To prevent the impermissible use of your trademark or name, you would generally look to trademark law (e.g., trademark infringement, trademark dilution, false designation of origin) or, maybe, the laws which protect the rights of publicity or privacy (e.g., misappropriation of name and likeness). However, not every use is an unlawful trademark use – which may require a showing that your trademark has been used in connection with a particular good or service – or violation of the right of publicity or privacy – which may require a showing that your name or likeness has been used in a commercial sense. In other words, the law may not impose liability simply because a squatter has used your trademark or name without permission.

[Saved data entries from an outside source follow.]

//! In-memory platform
//!
//! Answers every query from plain fields and records every command, with a
//! virtual clock for timers. Used by the trace replay tool and the tests.
//! Timers here are one-shot: a firing removes the timer.

use std::collections::BTreeMap;
use std::time::Duration;

use tracing::trace;

use super::{
    EffectsProvider, MonitorFallback, MonitorInfo, Platform, ScreenEdge, ShowCommand, ShowState,
    TimerId, WindowHandle,
};
use crate::shared::{Point, Rect};
use crate::theme::Rgba;

/// A command the chrome issued against the platform
#[derive(Debug, Clone, PartialEq, Eq)]
pub enum SimCommand {
    Show(ShowCommand),
    Close,
    BeginMove,
    Repaint,
    SetTitle(String),
    SetTimer(TimerId, Duration),
    KillTimer(TimerId),
}

/// A timer that came due during `SimPlatform::advance`
#[derive(Debug, Clone, Copy, PartialEq, Eq)]
pub struct TimerFiring {
    pub handle: WindowHandle,
    pub id: TimerId,
    /// Virtual time at which it fired
    pub at: Duration,
}

#[derive(Debug, Clone)]
pub struct SimPlatform {
    pub show_state: ShowState,
    pub window_rect: Rect,
    pub monitors: Vec<MonitorInfo>,
    /// `None` simulates a toolkit window that is not realized yet
    pub device_pixel_ratio: Option<f64>,
    pub frame_metric: i32,
    pub composition: bool,
    pub auto_hide: bool,
    /// Edges carrying an auto-hide app-bar, on every monitor
    pub app_bars: Vec<ScreenEdge>,
    pub dark_preference: Option<bool>,
    pub build: u32,
    pub commands: Vec<SimCommand>,
    now: Duration,
    timers: BTreeMap<(WindowHandle, TimerId), Duration>,
}

impl SimPlatform {
    /// One primary monitor with a 40 px bottom taskbar, window restored at 100,100
    pub fn single_monitor(width: i32, height: i32) -> Self {
        Self {
            show_state: ShowState::Normal,
            window_rect: Rect::new(100, 100, 900, 700),
            monitors: vec![MonitorInfo {
                monitor: Rect::new(0, 0, width, height),
                work_area: Rect::new(0, 0, width, height - 40),
                primary: true,
            }],
            device_pixel_ratio: Some(1.0),
            frame_metric: 8,
            composition: true,
            auto_hide: false,
            app_bars: Vec::new(),
            dark_preference: Some(false),
            build: 22621,
            commands: Vec::new(),
            now: Duration::ZERO,
            timers: BTreeMap::new(),
        }
    }

    pub fn now(&self) -> Duration {
        self.now
    }

    /// Deadline of an armed timer
    pub fn timer_deadline(&self, handle: WindowHandle, id: TimerId) -> Option<Duration> {
        self.timers.get(&(handle, id)).copied()
    }

    pub fn pending_timers(&self) -> usize {
        self.timers.len()
    }

    /// Move the clock forward and return the timers that came due, in order
    pub fn advance(&mut self, by: Duration) -> Vec<TimerFiring> {
        let target = self.now + by;
        let mut due: Vec<TimerFiring> = self
            .timers
            .iter()
            .filter(|(_, deadline)| **deadline <= target)
            .map(|((handle, id), deadline)| TimerFiring { handle: *handle, id: *id, at: *deadline })
            .collect();
        due.sort_by_key(|firing| firing.at);
        for firing in &due {
            self.timers.remove(&(firing.handle, firing.id));
        }
        self.now = target;
        due
    }

    /// Commands issued so far, leaving the log empty
    pub fn take_commands(&mut self) -> Vec<SimCommand> {
        std::mem::take(&mut self.commands)
    }

    pub fn count(&self, command: &SimCommand) -> usize {
        self.commands.iter().filter(|c| *c == command).count()
    }

    fn center(rect: Rect) -> Point {
        Point::new(rect.left + rect.width() / 2, rect.top + rect.height() / 2)
    }

    fn distance_to(rect: Rect, point: Point) -> i64 {
        let dx = (rect.left - point.x).max(point.x - rect.right + 1).max(0) as i64;
        let dy = (rect.top - point.y).max(point.y - rect.bottom + 1).max(0) as i64;
        dx * dx + dy * dy
    }
}

impl Platform for SimPlatform {
    fn show_state(&self, _handle: WindowHandle) -> Option<ShowState> {
        Some(self.show_state)
    }

    fn window_rect(&self, _handle: WindowHandle) -> Option<Rect> {
        Some(self.window_rect)
    }

    fn widget_geometry(&self, _handle: WindowHandle) -> Option<Rect> {
        self.device_pixel_ratio.map(|_| self.window_rect)
    }

    fn monitor_info(&self, _handle: WindowHandle, fallback: MonitorFallback) -> Option<MonitorInfo> {
        let center = Self::center(self.window_rect);
        if let Some(found) = self.monitors.iter().find(|m| m.monitor.contains(center)) {
            return Some(*found);
        }
        match fallback {
            MonitorFallback::Primary => self.monitors.iter().find(|m| m.primary).copied(),
            MonitorFallback::Nearest => self
                .monitors
                .iter()
                .min_by_key(|m| Self::distance_to(m.monitor, center))
                .copied(),
        }
    }

    fn device_pixel_ratio(&self, _handle: WindowHandle) -> Option<f64> {
        self.device_pixel_ratio
    }

    fn frame_thickness_metric(&self) -> i32 {
        self.frame_metric
    }

    fn composition_enabled(&self) -> bool {
        self.composition
    }

    fn app_bar_auto_hide(&self) -> bool {
        self.auto_hide
    }

    fn app_bar_on_edge(&self, edge: ScreenEdge, _monitor: Rect) -> bool {
        self.app_bars.contains(&edge)
    }

    fn prefers_dark_theme(&self) -> Option<bool> {
        self.dark_preference
    }

    fn os_build_number(&self) -> u32 {
        self.build
    }

    fn show(&mut self, _handle: WindowHandle, command: ShowCommand) {
        self.show_state = match command {
            ShowCommand::Minimize => ShowState::Minimized,
            ShowCommand::Maximize => ShowState::Maximized,
            ShowCommand::Restore => ShowState::Normal,
        };
        self.commands.push(SimCommand::Show(command));
    }

    fn close(&mut self, _handle: WindowHandle) {
        self.commands.push(SimCommand::Close);
    }

    fn begin_native_move(&mut self, _handle: WindowHandle) {
        self.commands.push(SimCommand::BeginMove);
    }

    fn request_repaint(&mut self, _handle: WindowHandle) {
        self.commands.push(SimCommand::Repaint);
    }

    fn set_title(&mut self, _handle: WindowHandle, title: &str) {
        self.commands.push(SimCommand::SetTitle(title.to_string()));
    }

    fn set_timer(&mut self, handle: WindowHandle, id: TimerId, delay: Duration) {
        trace!("sim: timer {:?} armed for {:?} at {:?}", id, self.now + delay, self.now);
        self.timers.insert((handle, id), self.now + delay);
        self.commands.push(SimCommand::SetTimer(id, delay));
    }

    fn kill_timer(&mut self, handle: WindowHandle, id: TimerId) {
        self.timers.remove(&(handle, id));
        self.commands.push(SimCommand::KillTimer(id));
    }
}

/// An effect call recorded by `RecordingEffects`
#[derive(Debug, Clone, Copy, PartialEq, Eq)]
pub enum EffectCall {
    WindowAnimation,
    BlurBehind,
    Shadow,
    Mica { dark_mode: bool },
    Acrylic(Rgba),
    RemoveBackground,
}

/// Effects provider that only records what it was asked to do
#[derive(Debug, Clone, Default)]
pub struct RecordingEffects {
    pub calls: Vec<EffectCall>,
}

impl RecordingEffects {
    pub fn take_calls(&mut self) -> Vec<EffectCall> {
        std::mem::take(&mut self.calls)
    }
}

impl EffectsProvider for RecordingEffects {
    fn add_window_animation(&mut self, _handle: WindowHandle) {
        self.calls.push(EffectCall::WindowAnimation);
    }

    fn add_blur_behind(&mut self, _handle: WindowHandle) {
        self.calls.push(EffectCall::BlurBehind);
    }

    fn add_shadow(&mut self, _handle: WindowHandle) {
        self.calls.push(EffectCall::Shadow);
    }

    fn add_mica(&mut self, _handle: WindowHandle, dark_mode: bool) {
        self.calls.push(EffectCall::Mica { dark_mode });
    }

    fn add_acrylic(&mut self, _handle: WindowHandle, tint: Rgba) {
        self.calls.push(EffectCall::Acrylic(tint));
    }

    fn remove_background(&mut self, _handle: WindowHandle) {
        self.calls.push(EffectCall::RemoveBackground);
    }
}

#[cfg(test)]
mod tests {
    use super::*;

    const HANDLE: WindowHandle = WindowHandle(1);

    #[test]
    fn test_advance_fires_due_timers_once() {
        let mut sim = SimPlatform::single_monitor(1920, 1080);
        sim.set_timer(HANDLE, TimerId(1), Duration::from_millis(100));
        assert!(sim.advance(Duration::from_millis(99)).is_empty());

        let fired = sim.advance(Duration::from_millis(1));
        assert_eq!(
            fired,
            vec![TimerFiring { handle: HANDLE, id: TimerId(1), at: Duration::from_millis(100) }]
        );
        assert!(sim.advance(Duration::from_secs(1)).is_empty());
    }

    #[test]
    fn test_monitor_fallbacks() {
        let mut sim = SimPlatform::single_monitor(1920, 1080);
        sim.monitors.push(MonitorInfo {
            monitor: Rect::new(1920, 0, 3840, 1080),
            work_area: Rect::new(1920, 0, 3840, 1080),
            primary: false,
        });
        sim.window_rect = Rect::new(4000, 100, 4400, 400);

        let primary = sim.monitor_info(HANDLE, MonitorFallback::Primary).unwrap();
        assert!(primary.primary);
        let nearest = sim.monitor_info(HANDLE, MonitorFallback::Nearest).unwrap();
        assert_eq!(nearest.monitor.left, 1920);
    }
}
//! Title Bar Module
//!
//! The custom-drawn strip that replaces the native caption.

pub mod bar;
pub mod button;

pub use bar::{TITLE_BAR_HEIGHT, TitleBar, TitleBarAction};
pub use button::{ButtonKind, ButtonState, MouseButton, TitleBarButton};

We have seen a similar dilemma before in the context of cybersquatting, which is the practice of registering a domain name that is identical or similar to another’s trademark, and then attempting to sell or license the domain name to the trademark owner or a third party. In 1999, years after the advent of the Internet, Congress passed the Anticybersquatting Consumer Protection Act, 15 U.S.C. § 1125(d), to statutorily prohibit cybersquatting because trademark owners were relying on traditional trademark law to protect their rights online, which, as previously explained, is not always applicable. But the statute’s scope is apparently limited to a squatter’s misuse of a domain name. No such law has been enacted with respect to Twitter or other social networking and weblog sites like MySpace, Facebook, and LinkedIn, and it appears that no significant legislation is on the near horizon. Again, we have found ourselves in the situation where technology and those seeking to advantage from it have moved forward faster than the law.
What can you do to protect your valuable trademarks and other names from Twitter-squatting and its successors? Your first move should be to keep ahead of the squatters by:
- registering your trademarks with the U.S. Patent & Trademark Office and/or relevant state filing systems, as applicable; and
- registering your trademarks and other names as domain names (keeping in mind the restrictions of the Anticybersquatting Consumer Protection Act) and with Twitter, Digg, and any other existing social networking and weblog sites.

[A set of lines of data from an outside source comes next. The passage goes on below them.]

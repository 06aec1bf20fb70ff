use chrono::{DateTime, Local};

/// Current weather for a single city, produced fresh per request.
///
/// Sunrise/sunset are already converted from the provider's epoch seconds to
/// local calendar time, so rendering is deterministic for a given response.
#[derive(Debug, Clone, PartialEq)]
pub struct WeatherReport {
    pub city: String,
    pub temperature_c: f64,
    pub humidity_pct: u8,
    pub wind_speed_mps: f64,
    pub pressure_hpa: u32,
    pub cloudiness_pct: u8,
    pub description: String,
    pub sunrise: DateTime<Local>,
    pub sunset: DateTime<Local>,
}

impl WeatherReport {
    /// Render the fixed-order, multi-line report with HTML-bold labels.
    ///
    /// The markup is passed through to the chat transport's rich-text
    /// rendering (Telegram `parse_mode=HTML`).
    pub fn to_html(&self) -> String {
        format!(
            "<b>City</b>: {},\n\
             <b>Temperature</b>: {} °C,\n\
             <b>Humidity</b>: {} %,\n\
             <b>Wind speed</b>: {} m/s,\n\
             <b>Pressure</b>: {} hPa,\n\
             <b>Cloudiness</b>: {} %,\n\
             <b>Description</b>: {},\n\
             <b>Sunrise</b>: {},\n\
             <b>Sunset</b>: {}.",
            self.city,
            self.temperature_c,
            self.humidity_pct,
            self.wind_speed_mps,
            self.pressure_hpa,
            self.cloudiness_pct,
            capitalize(&self.description),
            self.sunrise.format("%Y-%m-%d %H:%M:%S"),
            self.sunset.format("%Y-%m-%d %H:%M:%S"),
        )
    }
}

/// Uppercase the first character of a condition description.
///
/// Unicode-aware: provider descriptions may be localized (e.g. Cyrillic).
pub(crate) fn capitalize(s: &str) -> String {
    let mut chars = s.chars();
    match chars.next() {
        Some(first) => first.to_uppercase().chain(chars).collect(),
        None => String::new(),
    }
}
//! Telegram dispatch wiring: three message categories, one endpoint each.
//!
//! Each exchange is single-turn; the bot keeps no conversation state and
//! only re-prompts for the next city in every reply.

use std::sync::Arc;

use teloxide::{
    payloads::SendMessageSetters, prelude::*, types::ParseMode, utils::command::BotCommands,
};
use tracing::{info, warn};
use weather_core::WeatherProvider;

const GREETING: &str = "Hello! I am a bot that reports current weather conditions.\n\
     To get a report, send me a city name in English or Russian.";

const TEXT_ONLY_NOTICE: &str = "This bot only understands plain text messages \
     with the name of a city in English or Russian.";

const NEXT_CITY_PROMPT: &str = "\n\nTo continue, enter another city:";

#[derive(BotCommands, Clone)]
#[command(rename_rule = "lowercase")]
enum Command {
    /// Show the greeting and usage instructions.
    Start,
}

/// Which of the three handled categories an inbound message falls into.
#[derive(Debug, Clone, Copy, PartialEq, Eq)]
enum InboundKind {
    Command,
    CityQuery,
    NonText,
}

fn classify_text(text: Option<&str>) -> InboundKind {
    match text {
        Some(t) if t.starts_with('/') => InboundKind::Command,
        Some(_) => InboundKind::CityQuery,
        None => InboundKind::NonText,
    }
}

/// Normalize a message body into a city name for the provider.
fn city_query(text: &str) -> String {
    text.trim().to_lowercase()
}

/// Run the dispatcher until shutdown. The update loop itself is owned by
/// teloxide; our handlers are invoked as callbacks within it.
pub async fn run(bot: Bot, provider: Arc<dyn WeatherProvider>) {
    let handler = Update::filter_message()
        .branch(
            dptree::entry()
                .filter_command::<Command>()
                .endpoint(on_command),
        )
        .branch(
            dptree::filter(|msg: Message| classify_text(msg.text()) == InboundKind::CityQuery)
                .endpoint(on_city_query),
        )
        .branch(
            dptree::filter(|msg: Message| classify_text(msg.text()) == InboundKind::NonText)
                .endpoint(on_non_text),
        );

    // Unknown commands and non-message updates fall through all branches
    // and are dropped by the dispatcher's default handler.
    Dispatcher::builder(bot, handler)
        .dependencies(dptree::deps![provider])
        .enable_ctrlc_handler()
        .build()
        .dispatch()
        .await;
}

async fn on_command(bot: Bot, msg: Message, cmd: Command) -> ResponseResult<()> {
    match cmd {
        Command::Start => {
            info!("handling /start command");
            bot.send_message(msg.chat.id, GREETING).await?;
        }
    }
    Ok(())
}

async fn on_city_query(
    bot: Bot,
    msg: Message,
    provider: Arc<dyn WeatherProvider>,
) -> ResponseResult<()> {
    let Some(text) = msg.text() else {
        return Ok(());
    };
    let city = city_query(text);

    info!(city = %city, "handling weather request");

    let report = provider.report_for_city(&city).await;

    bot.send_message(msg.chat.id, format!("{report}{NEXT_CITY_PROMPT}"))
        .parse_mode(ParseMode::Html)
        .await?;

    Ok(())
}

async fn on_non_text(bot: Bot, msg: Message) -> ResponseResult<()> {
    info!("handling non-text message");

    // Best effort: the bot may lack delete rights in this chat.
    if let Err(err) = bot.delete_message(msg.chat.id, msg.id).await {
        warn!(error = %err, "failed to delete non-text message");
    }

    bot.send_message(msg.chat.id, TEXT_ONLY_NOTICE).await?;

    Ok(())
}

#[cfg(test)]
mod tests {
    use super::*;

    #[test]
    fn commands_are_routed_away_from_the_provider() {
        assert_eq!(classify_text(Some("/start")), InboundKind::Command);
        assert_eq!(classify_text(Some("/unknown")), InboundKind::Command);
    }

    #[test]
    fn plain_text_is_treated_as_a_city_query() {
        assert_eq!(classify_text(Some("London")), InboundKind::CityQuery);
        assert_eq!(classify_text(Some("Санкт-Петербург")), InboundKind::CityQuery);
    }

    #[test]
    fn non_text_messages_never_reach_the_provider() {
        assert_eq!(classify_text(None), InboundKind::NonText);
    }

    #[test]
    fn city_queries_are_trimmed_and_lowercased() {
        assert_eq!(city_query("  London "), "london");
        assert_eq!(city_query("МОСКВА"), "москва");
    }

    #[test]
    fn replies_re_prompt_for_the_next_city() {
        let reply = format!("report body{NEXT_CITY_PROMPT}");
        assert!(reply.ends_with("enter another city:"));
    }
}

If you are too late, and a squatter has registered your trademark or name as his moniker, then consider the following:
- Contact the squatter, either directly or through an intermediary, and negotiate the transfer of the disputed moniker.

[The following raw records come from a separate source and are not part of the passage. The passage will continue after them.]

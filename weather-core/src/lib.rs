//! Core library for the Telegram weather bot.
//!
//! This crate defines:
//! - Configuration & credentials handling
//! - The weather provider seam and its OpenWeatherMap implementation
//! - The report model and its user-facing rendering
//!
//! It is used by `weather-bot`, but can also be reused by other binaries or services.

pub mod config;
pub mod model;
pub mod provider;

pub use config::{Config, OpenWeatherConfig};
pub use model::WeatherReport;
pub use provider::{WeatherError, WeatherProvider, openweather::OpenWeatherProvider};
use anyhow::{Context, Result, anyhow};
use directories::ProjectDirs;
use serde::Deserialize;
use std::{env, fs, path::PathBuf, time::Duration};

/// Environment variable overriding the Telegram bot token.
pub const BOT_TOKEN_VAR: &str = "BOT_TOKEN";
/// Environment variable overriding the OpenWeatherMap API key.
pub const API_KEY_VAR: &str = "OPENWEATHER_API_KEY";

/// Settings for the OpenWeatherMap client.
#[derive(Debug, Clone)]
pub struct OpenWeatherConfig {
    pub api_key: String,
    /// API base URL, overridable so tests can point at a mock server.
    pub base_url: String,
    /// Total round-trip budget for one request.
    pub timeout_secs: u64,
    /// Language code for localized condition descriptions.
    pub lang: String,
}

impl OpenWeatherConfig {
    pub fn new(api_key: String) -> Self {
        Self {
            api_key,
            base_url: default_base_url(),
            timeout_secs: default_timeout_secs(),
            lang: default_lang(),
        }
    }

    pub fn timeout(&self) -> Duration {
        Duration::from_secs(self.timeout_secs)
    }
}

fn default_base_url() -> String {
    "https://api.openweathermap.org/data/2.5".to_string()
}

const fn default_timeout_secs() -> u64 {
    4
}

fn default_lang() -> String {
    "en".to_string()
}

/// Process-wide credentials and provider settings, loaded once at startup
/// and immutable afterwards.
#[derive(Debug, Clone)]
pub struct Config {
    pub bot_token: String,
    pub openweather: OpenWeatherConfig,
}

/// On-disk shape of the config file. Every field is optional so that
/// credentials can come entirely from the environment.
///
/// Example TOML:
/// ```toml
/// bot_token = "123456:ABC..."
///
/// [openweather]
/// api_key = "..."
/// timeout_secs = 4
/// lang = "en"
/// ```
#[derive(Debug, Clone, Deserialize, Default)]
struct RawConfig {
    bot_token: Option<String>,
    #[serde(default)]
    openweather: RawOpenWeather,
}

#[derive(Debug, Clone, Deserialize, Default)]
struct RawOpenWeather {
    api_key: Option<String>,
    base_url: Option<String>,
    timeout_secs: Option<u64>,
    lang: Option<String>,
}

impl Config {
    /// Load config from the platform config file, with `BOT_TOKEN` and
    /// `OPENWEATHER_API_KEY` environment variables taking precedence.
    pub fn load() -> Result<Self> {
        let raw = Self::read_file()?;
        resolve(raw, env::var(BOT_TOKEN_VAR).ok(), env::var(API_KEY_VAR).ok())
    }

    /// Path to the config file.
    pub fn config_file_path() -> Result<PathBuf> {
        let dirs = ProjectDirs::from("dev", "weather-bot", "weather-bot")
            .ok_or_else(|| anyhow!("Could not determine platform config directory"))?;

        Ok(dirs.config_dir().join("config.toml"))
    }

    fn read_file() -> Result<RawConfig> {
        let path = Self::config_file_path()?;
        if !path.exists() {
            // First run: no config file, credentials must come from env.
            return Ok(RawConfig::default());
        }

        let contents = fs::read_to_string(&path)
            .with_context(|| format!("Failed to read config file: {}", path.display()))?;

        toml::from_str(&contents)
            .with_context(|| format!("Failed to parse config file: {}", path.display()))
    }
}

/// Merge file contents with environment overrides and validate that both
/// credentials are present.
fn resolve(raw: RawConfig, env_token: Option<String>, env_key: Option<String>) -> Result<Config> {
    let bot_token = env_token.or(raw.bot_token).ok_or_else(|| {
        anyhow!(
            "No Telegram bot token configured.\n\
             Hint: set the {BOT_TOKEN_VAR} environment variable or add `bot_token` to the config file."
        )
    })?;

    let api_key = env_key.or(raw.openweather.api_key).ok_or_else(|| {
        anyhow!(
            "No OpenWeatherMap API key configured.\n\
             Hint: set the {API_KEY_VAR} environment variable or add `openweather.api_key` to the config file."
        )
    })?;

    let mut openweather = OpenWeatherConfig::new(api_key);
    if let Some(base_url) = raw.openweather.base_url {
        openweather.base_url = base_url;
    }
    if let Some(timeout_secs) = raw.openweather.timeout_secs {
        openweather.timeout_secs = timeout_secs;
    }
    if let Some(lang) = raw.openweather.lang {
        openweather.lang = lang;
    }

    Ok(Config { bot_token, openweather })
}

- Review the rules and policies of the applicable social networking or weblog site to determine whether the squatter has violated such rules and policies. For example, under its stated policies, Twitter may suspend (but not necessarily transfer) any name squatting and “username for sale” accounts. See Twitter, Name Squatting Policy; see also Twitter, Trademark Policy.
- Have your legal representative send a cease-and-desist letter.